The White House rolled out a new plan Thursday to reshape how the United States sells weapons abroad, tying foreign arms sales directly to rebuilding American manufacturing and strengthening national security.
The executive order establishes an “America First Arms Transfer Strategy,” directing federal agencies to use record levels of U.S. defense sales to expand domestic production, shore up supply chains, and speed delivery of American-made weapons.
The order frames U.S. military equipment as the backbone of global defense exports and calls for using that advantage more deliberately. Instead of letting partner demand drive production, the strategy aims to align arms transfers with U.S. industrial capacity and long-term security needs.
Under the plan, arms sales will focus on weapons and systems considered most critical to the National Security Strategy. Foreign purchases and capital will help expand U.S. factories, strengthen supply chains, and support innovation from both traditional and emerging defense companies.
The strategy also prioritizes sales to allies and partners that invest in their own defense, occupy key strategic positions, or play an important role in U.S. military planning.
Several deadlines follow. Within 120 days, the Department of War, working with State and Commerce, must submit a catalog of priority weapons and platforms the United States wants allies to buy. Agencies must also identify foreign military and commercial sales that support long-term growth of the defense industrial base and expand advocacy for U.S.-made equipment.
The order directs agencies to work more closely with industry to improve coordination and ensure production capacity keeps pace with demand.

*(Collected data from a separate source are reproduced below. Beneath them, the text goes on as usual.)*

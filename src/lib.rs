// runup - Library Root
//
// 项目感知的命令调度器 + git 工作流辅助

pub mod dispatch;
pub mod editor;
pub mod git;
pub mod utils;

// 重新导出常用类型
pub use dispatch::{
    effective_markers, find_project, run_delegated, DispatchError, MarkerRule, ProjectMatch,
};
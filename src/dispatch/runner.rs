//! 委托命令执行
//!
//! 以匹配到的项目目录为工作目录执行工具命令，透传退出码

use anyhow::{Context, Result};
use std::path::Path;
use std::process::Command;

use super::markers::MarkerRule;

/// 执行被委托的命令，阻塞到结束，返回其退出码
///
/// 目录通过 `current_dir` 显式传给子进程，调度器自身的工作目录
/// 从不改变。退出码原样返回、不做解释；被信号终止时没有退出码，
/// 统一按 1 处理。
pub fn run_delegated(rule: &MarkerRule, dir: &Path, args: &[String]) -> Result<i32> {
    let status = Command::new(&rule.program)
        .args(&rule.prefix_args)
        .args(args)
        .current_dir(dir)
        .status()
        .with_context(|| {
            format!(
                "Failed to execute '{}'. Is it installed and in PATH?",
                rule.program
            )
        })?;

    Ok(status.code().unwrap_or(1))
}
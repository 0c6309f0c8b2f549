//! 编辑器辅助
//!
//! 把工作区里修改过和未跟踪的文件交给 $VISUAL / $EDITOR 打开

use anyhow::{Context, Result};
use colored::*;
use std::env;
use std::path::Path;
use std::process::Command;

use crate::git::git_command_raw;

/// 选择编辑器：VISUAL 优先，其次 EDITOR，最后 vi
pub fn editor_program() -> String {
    env::var("VISUAL")
        .or_else(|_| env::var("EDITOR"))
        .unwrap_or_else(|_| "vi".to_string())
}

/// 收集修改过和未跟踪的文件（相对仓库根）
///
/// 用 `--porcelain -z` 按 NUL 切分，状态前缀（"XY "）显式剥离。
/// 按行 + 固定偏移解析会在首条目是未暂存修改（" M file"）时
/// 掉进整体 trim 的坑：前导空格被吃掉，偏移错位。
pub fn changed_files(cwd: Option<&Path>) -> Result<Vec<String>> {
    let output = git_command_raw(&["status", "--porcelain", "-z"], cwd)?;

    let mut files = Vec::new();
    let mut entries = output.split('\0').filter(|e| !e.is_empty());
    while let Some(entry) = entries.next() {
        if entry.len() < 4 {
            continue;
        }
        let (status, path) = entry.split_at(3);
        files.push(path.to_string());

        // rename/copy 条目的旧路径是后面一个单独的 NUL 字段，跳过
        let xy = &status[..2];
        if xy.contains('R') || xy.contains('C') {
            entries.next();
        }
    }
    Ok(files)
}

/// 打开编辑器编辑所有变更文件，返回编辑器的退出码
pub fn edit_changed(cwd: Option<&Path>) -> Result<i32> {
    let files = changed_files(cwd)?;

    if files.is_empty() {
        println!("{}", "Working tree clean - nothing to edit".yellow());
        return Ok(0);
    }

    let editor = editor_program();
    println!(
        "✎ Opening {} file(s) in {}",
        files.len().to_string().green(),
        editor.cyan()
    );

    let mut cmd = Command::new(&editor);
    cmd.args(&files);
    if let Some(dir) = cwd {
        cmd.current_dir(dir);
    }

    let status = cmd
        .status()
        .with_context(|| format!("Failed to launch editor '{}'", editor))?;

    Ok(status.code().unwrap_or(1))
}
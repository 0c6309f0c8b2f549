//! 工具模块
//!
//! 路径显示与 JSON 读取

pub mod format;
pub mod json;

// 重导出
pub use format::*;
pub use json::*;
//! 项目查找
//!
//! 从起始目录开始向上逐级查找 marker 文件。用显式的路径循环
//! 代替递归 + `cd ..`，有固定的深度上限和根目录终止条件。

use std::fs;
use std::io;
use std::path::{Path, PathBuf};
use thiserror::Error;

use super::markers::MarkerRule;

/// 向上遍历的最大层数
///
/// 起始目录先做 canonicalize，正常路径不会触顶；上限只是
/// 符号链接环的最后一道保险。
pub const MAX_ASCENT: usize = 64;

/// 调度阶段的错误分类，全部不可重试
#[derive(Debug, Error)]
pub enum DispatchError {
    /// 起始目录到文件系统根之间没有任何 marker
    #[error("No project marker found walking up from {}", start.display())]
    NoProjectFound { start: PathBuf },

    /// 起始目录不存在或不可访问，不做任何向上遍历
    #[error("Invalid start directory {}: {}", path.display(), source)]
    InvalidStartDirectory { path: PathBuf, source: io::Error },
}

/// 一次匹配结果：命中的规则与所在目录
#[derive(Debug, Clone)]
pub struct ProjectMatch {
    pub rule: MarkerRule,
    pub dir: PathBuf,
}

/// 向上查找最近的项目目录
///
/// 每层目录按 `rules` 的顺序逐条检查，第一个命中的规则即为
/// 结果。规则顺序就是优先级，同目录多个 marker 时的选择因此
/// 是确定的。
pub fn find_project(start: &Path, rules: &[MarkerRule]) -> Result<ProjectMatch, DispatchError> {
    let mut current =
        fs::canonicalize(start).map_err(|source| DispatchError::InvalidStartDirectory {
            path: start.to_path_buf(),
            source,
        })?;

    if !current.is_dir() {
        return Err(DispatchError::InvalidStartDirectory {
            path: start.to_path_buf(),
            source: io::Error::new(io::ErrorKind::InvalidInput, "not a directory"),
        });
    }

    for _ in 0..=MAX_ASCENT {
        for rule in rules {
            if current.join(&rule.marker).is_file() {
                return Ok(ProjectMatch {
                    rule: rule.clone(),
                    dir: current,
                });
            }
        }

        match current.parent() {
            Some(parent) => current = parent.to_path_buf(),
            None => break,
        }
    }

    Err(DispatchError::NoProjectFound {
        start: start.to_path_buf(),
    })
}

#[cfg(test)]
mod tests {
    use super::*;
    use std::fs;
    use tempfile::TempDir;

    fn rule(marker: &str, program: &str) -> MarkerRule {
        MarkerRule::new(marker, program, &[], program)
    }

    #[test]
    fn test_direct_match_in_start_dir() {
        let temp = TempDir::new().unwrap();
        fs::write(temp.path().join("package.json"), "{}").unwrap();

        let rules = vec![rule("package.json", "npm")];
        let found = find_project(temp.path(), &rules).unwrap();

        assert_eq!(found.rule.program, "npm");
        assert_eq!(found.dir, fs::canonicalize(temp.path()).unwrap());
    }

    #[test]
    fn test_ascends_exactly_one_level() {
        let temp = TempDir::new().unwrap();
        fs::write(temp.path().join("Cargo.toml"), "[package]").unwrap();
        let nested = temp.path().join("src");
        fs::create_dir(&nested).unwrap();

        let rules = vec![rule("Cargo.toml", "cargo")];
        let found = find_project(&nested, &rules).unwrap();

        assert_eq!(found.rule.program, "cargo");
        assert_eq!(found.dir, fs::canonicalize(temp.path()).unwrap());
    }

    #[test]
    fn test_no_marker_anywhere_is_no_project_found() {
        let temp = TempDir::new().unwrap();

        // marker 名足够独特，任何上级目录都不可能命中
        let rules = vec![rule("runup-test-marker-does-not-exist", "nope")];
        let err = find_project(temp.path(), &rules).unwrap_err();

        assert!(matches!(err, DispatchError::NoProjectFound { .. }));
    }

    #[test]
    fn test_marker_must_be_regular_file() {
        let temp = TempDir::new().unwrap();
        // 同名目录不算 marker
        fs::create_dir(temp.path().join("BUILD")).unwrap();

        let rules = vec![rule("BUILD", "blaze")];
        assert!(find_project(temp.path(), &rules).is_err());
    }

    #[test]
    fn test_tie_break_follows_rule_order() {
        let temp = TempDir::new().unwrap();
        fs::write(temp.path().join("BUILD"), "").unwrap();
        fs::write(temp.path().join("Cargo.toml"), "[package]").unwrap();

        let rules = vec![rule("BUILD", "blaze"), rule("Cargo.toml", "cargo")];
        for _ in 0..10 {
            let found = find_project(temp.path(), &rules).unwrap();
            assert_eq!(found.rule.program, "blaze");
        }
    }

    #[test]
    fn test_idempotent_selection() {
        let temp = TempDir::new().unwrap();
        fs::write(temp.path().join("Makefile"), "all:").unwrap();

        let rules = vec![rule("Makefile", "make")];
        let first = find_project(temp.path(), &rules).unwrap();
        let second = find_project(temp.path(), &rules).unwrap();

        assert_eq!(first.rule, second.rule);
        assert_eq!(first.dir, second.dir);
    }

    #[test]
    fn test_invalid_start_directory() {
        let temp = TempDir::new().unwrap();
        let missing = temp.path().join("does-not-exist");

        let rules = vec![rule("Cargo.toml", "cargo")];
        let err = find_project(&missing, &rules).unwrap_err();

        assert!(matches!(err, DispatchError::InvalidStartDirectory { .. }));
    }
}
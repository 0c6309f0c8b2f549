//! 作者统计
//!
//! 按提交数降序列出仓库的所有作者

use anyhow::Result;
use colored::*;
use std::collections::HashMap;
use std::path::Path;

use super::git_command;

/// 统计 (作者, 提交数)
///
/// 按提交数降序排序，同数时按名字排序，保证输出稳定。
pub fn author_counts(cwd: Option<&Path>) -> Result<Vec<(String, usize)>> {
    let output = git_command(&["log", "--format=%aN"], cwd)?;

    let mut counts: HashMap<String, usize> = HashMap::new();
    for line in output.lines().filter(|l| !l.is_empty()) {
        *counts.entry(line.to_string()).or_insert(0) += 1;
    }

    let mut list: Vec<(String, usize)> = counts.into_iter().collect();
    list.sort_by(|a, b| b.1.cmp(&a.1).then_with(|| a.0.cmp(&b.0)));
    Ok(list)
}

/// 打印作者列表
pub fn print_authors(cwd: Option<&Path>) -> Result<()> {
    let list = author_counts(cwd)?;

    if list.is_empty() {
        println!("{}", "No commits yet".yellow());
        return Ok(());
    }

    let width = list
        .iter()
        .map(|(_, count)| count.to_string().len())
        .max()
        .unwrap_or(1);

    println!("{}", "👥 Commits per author:".cyan().bold());
    for (name, count) in &list {
        // 先对齐再上色，避免 ANSI 码干扰宽度计算
        let padded = format!("{:>width$}", count, width = width);
        println!("  {} {}", padded.green(), name);
    }

    Ok(())
}

#[cfg(test)]
mod tests {
    use super::*;
    use crate::git::test_support::{init_repo, run};
    use tempfile::TempDir;

    fn commit_as(dir: &Path, name: &str, message: &str) {
        run(
            dir,
            &[
                "-c",
                &format!("user.name={}", name),
                "-c",
                "user.email=test@example.com",
                "commit",
                "--allow-empty",
                "-m",
                message,
            ],
        );
    }

    #[test]
    fn test_author_counts_sorted_descending() {
        let repo = TempDir::new().unwrap();
        init_repo(repo.path());

        commit_as(repo.path(), "Alice", "a1");
        commit_as(repo.path(), "Alice", "a2");
        commit_as(repo.path(), "Bob", "b1");

        let list = author_counts(Some(repo.path())).unwrap();

        // init_repo 的初始提交来自 Test User
        assert_eq!(list[0], ("Alice".to_string(), 2));
        assert!(list.contains(&("Bob".to_string(), 1)));
        assert!(list.contains(&("Test User".to_string(), 1)));
    }

    #[test]
    fn test_equal_counts_tie_break_by_name() {
        let repo = TempDir::new().unwrap();
        init_repo(repo.path());

        commit_as(repo.path(), "Zed", "z1");
        commit_as(repo.path(), "Amy", "a1");

        let list = author_counts(Some(repo.path())).unwrap();
        let names: Vec<&str> = list.iter().map(|(name, _)| name.as_str()).collect();
        assert_eq!(names, vec!["Amy", "Test User", "Zed"]);
    }
}
//! 用户 marker 配置
//!
//! 可选的 JSON 配置文件，向内置表前面插入自定义规则

use anyhow::{Context, Result};
use serde::Deserialize;
use std::env;
use std::path::{Path, PathBuf};

use super::markers::MarkerRule;
use crate::utils::read_json;

/// 配置文件中的一条自定义规则
#[derive(Debug, Deserialize)]
pub struct UserMarker {
    pub marker: String,
    pub program: String,
    #[serde(default)]
    pub prefix_args: Vec<String>,
    /// 省略时以 program 作为展示名
    pub label: Option<String>,
}

/// 配置文件结构：{ "markers": [...] }
#[derive(Debug, Default, Deserialize)]
pub struct UserConfig {
    #[serde(default)]
    pub markers: Vec<UserMarker>,
}

impl From<UserMarker> for MarkerRule {
    fn from(user: UserMarker) -> Self {
        let label = user.label.unwrap_or_else(|| user.program.clone());
        MarkerRule {
            marker: user.marker,
            program: user.program,
            prefix_args: user.prefix_args,
            label,
        }
    }
}

/// 配置文件路径：RUNUP_CONFIG 环境变量优先，其次 <config_dir>/runup/config.json
pub fn config_path() -> Option<PathBuf> {
    if let Ok(path) = env::var("RUNUP_CONFIG") {
        return Some(PathBuf::from(path));
    }
    dirs::config_dir().map(|dir| dir.join("runup").join("config.json"))
}

/// 读取用户自定义规则
///
/// 配置文件不存在时返回空表；存在但无法解析时是硬错误，
/// 静默忽略坏配置会让优先级悄悄变化。
pub fn load_user_markers() -> Result<Vec<MarkerRule>> {
    let path = match config_path() {
        Some(path) => path,
        None => return Ok(vec![]),
    };
    load_user_markers_from(&path)
}

fn load_user_markers_from(path: &Path) -> Result<Vec<MarkerRule>> {
    if !path.is_file() {
        return Ok(vec![]);
    }

    let config: UserConfig =
        read_json(path).with_context(|| format!("Invalid runup config: {}", path.display()))?;

    Ok(config.markers.into_iter().map(MarkerRule::from).collect())
}
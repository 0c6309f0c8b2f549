//! 日志与搜索别名
//!
//! 装饰过的 graph log 以及 git grep 透传

use anyhow::Result;
use std::path::Path;

use super::git_passthrough;

/// 默认 pretty 格式：短 hash、标题、相对时间、作者
const LOG_FORMAT: &str = "%C(yellow)%h%Creset %s %C(cyan)(%cr)%Creset %C(green)<%aN>%Creset";

/// 图形化提交日志，最多 limit 条，输出直通终端
pub fn show_log(limit: usize, cwd: Option<&Path>) -> Result<i32> {
    let count = format!("-{}", limit);
    let pretty = format!("--pretty=format:{}", LOG_FORMAT);
    git_passthrough(&["log", "--graph", &count, &pretty], cwd)
}

/// git grep -n 包装，退出码原样返回（1 表示无匹配）
pub fn grep(pattern: &str, cwd: Option<&Path>) -> Result<i32> {
    git_passthrough(&["grep", "-n", "--color=auto", pattern], cwd)
}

A major focus of the strategy is cutting bureaucracy. The order calls for faster and more efficient end-use monitoring, streamlined third-party transfer approvals, and improved coordination around congressional notifications. Officials say those steps aim to reduce backlogs, cost overruns, and years-long delivery delays that have plagued past arms sales.
To oversee implementation, the administration created a new Promoting American Military Sales Task Force. The group will meet regularly to track progress and publish aggregate quarterly performance metrics on arms sales and export licensing to improve transparency.
The White House said the strategy builds on earlier executive orders aimed at modernizing defense acquisitions, improving accountability in foreign military sales, and preventing defense contractors from prioritizing stock buybacks over production capacity.
Officials said the goal is to leverage more than $300 billion in annual U.S. defense sales to reindustrialize the country, strengthen deterrence, and ensure the United States and its allies can rely on timely access to American-made weapons.